We have a lot of coyotes in our area and I agree with everyone saying you need at least 2 Livestock guardian dogs. I have 3 and they do a great job. One is a great pyrenees (female), one is a Karakachan (male) and the third, Turquoise, is a pyrenees/anatolian/karakachan mix (male). I got Turquoise from a working farm environment when he was one year old and already great with the livestock. That might be a good option if someone has an older pup with some training already, it worked great for us. We got the pyrenees as a puppy and she was instinctually very good with the livestock and I was always able to trust her from the moment she came on the farm. The karakachan we got just last spring and he did kill a couple of chickens and ducks in the first months. He required a lot more work and me keeping an eye on him pretty much constantly to make sure he was behaving. He's about 9 months old now and I do trust him around the chickens, but I feel like he still needs supervision with the newborn goat babies. So some dogs take more work than others, it really depends on their individual personalities I think.

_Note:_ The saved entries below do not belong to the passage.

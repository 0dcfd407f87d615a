//! Transport adapters around the decision pipeline.

pub mod chatwoot;
pub mod webhook;

pub use chatwoot::{ChatwootClient, WebhookEvent};
pub use webhook::{AppState, webhook_routes};

use async_trait::async_trait;

use crate::error::ChannelError;
use crate::pipeline::types::OutboundReply;

/// Outbound delivery collaborator.
///
/// Delivery failures are reported to the caller, which logs them; they
/// never roll back conversation state.
#[async_trait]
pub trait ReplySink: Send + Sync {
    /// Sink name for logs.
    fn name(&self) -> &str;

    /// Deliver one reply to its conversation.
    async fn deliver(&self, reply: &OutboundReply) -> Result<(), ChannelError>;
}
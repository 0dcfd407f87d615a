//! Chat Responder: rule-first auto-responder for a chat inbox.

pub mod channels;
pub mod config;
pub mod conversation;
pub mod error;
pub mod llm;
pub mod pipeline;
pub mod safety;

I would also mention two other things. 1. They bark constantly. really. I wake up when they _stop_ barking now. lol. So if that is likely to bother you or your neighbors that might be something to consider. 2. Our dogs are really difficult to keep fenced in. The pyrenees in particular is a really good digger and will tunnel out of pretty much any fenced-in area. We've tried hot wire and all kinds of things, but pretty soon she'll always dig a new way to escape and run over a mile to the neighbors. (they are vacationers who don't understand working dogs and they feed her "treats" and bring her in the house). Fortunately they are not here very often and we live on a narrow gravel road with very little traffic so I'm not worried about her getting run over, but it is frustrating when I want her home looking after the other animals.


----------



## sunnyacres (4 mo ago)

Lyreth said:


> We have a lot of coyotes in our area and I agree with everyone saying you need at least 2 Livestock guardian dogs. I have 3 and they do a great job. One is a great pyrenees (female), one is a Karakachan (male) and the third, Turquoise, is a pyrenees/anatolian/karakachan mix (male). I got Turquoise from a working farm environment when he was one year old and already great with the livestock. That might be a good option if someone has an older pup with some training already, it worked great for us. We got the pyrenees as a puppy and she was instinctually very good with the livestock and I was always able to trust her from the moment she came on the farm. The karakachan we got just last spring and he did kill a couple of chickens and ducks in the first months. He required a lot more work and me keeping an eye on him pretty much constantly to make sure he was behaving. He's about 9 months old now and I do trust him around the chickens, but I feel like he still needs supervision with the newborn goat babies. So some dogs take more work than others, it really depends on their individual personalities I think.
> 
> I would also mention two other things. 1. They bark constantly. really. I wake up when they _stop_ barking now. lol. So if that is likely to bother you or your neighbors that might be something to consider. 2. Our dogs are really difficult to keep fenced in. The pyrenees in particular is a really good digger and will tunnel out of pretty much any fenced-in area. We've tried hot wire and all kinds of things, but pretty soon she'll always dig a new way to escape and run over a mile to the neighbors. (they are vacationers who don't understand working dogs and they feed her "treats" and bring her in the house). Fortunately they are not here very often and we live on a narrow gravel road with very little traffic so I'm not worried about her getting run over, but it is frustrating when I want her home looking after the other animals.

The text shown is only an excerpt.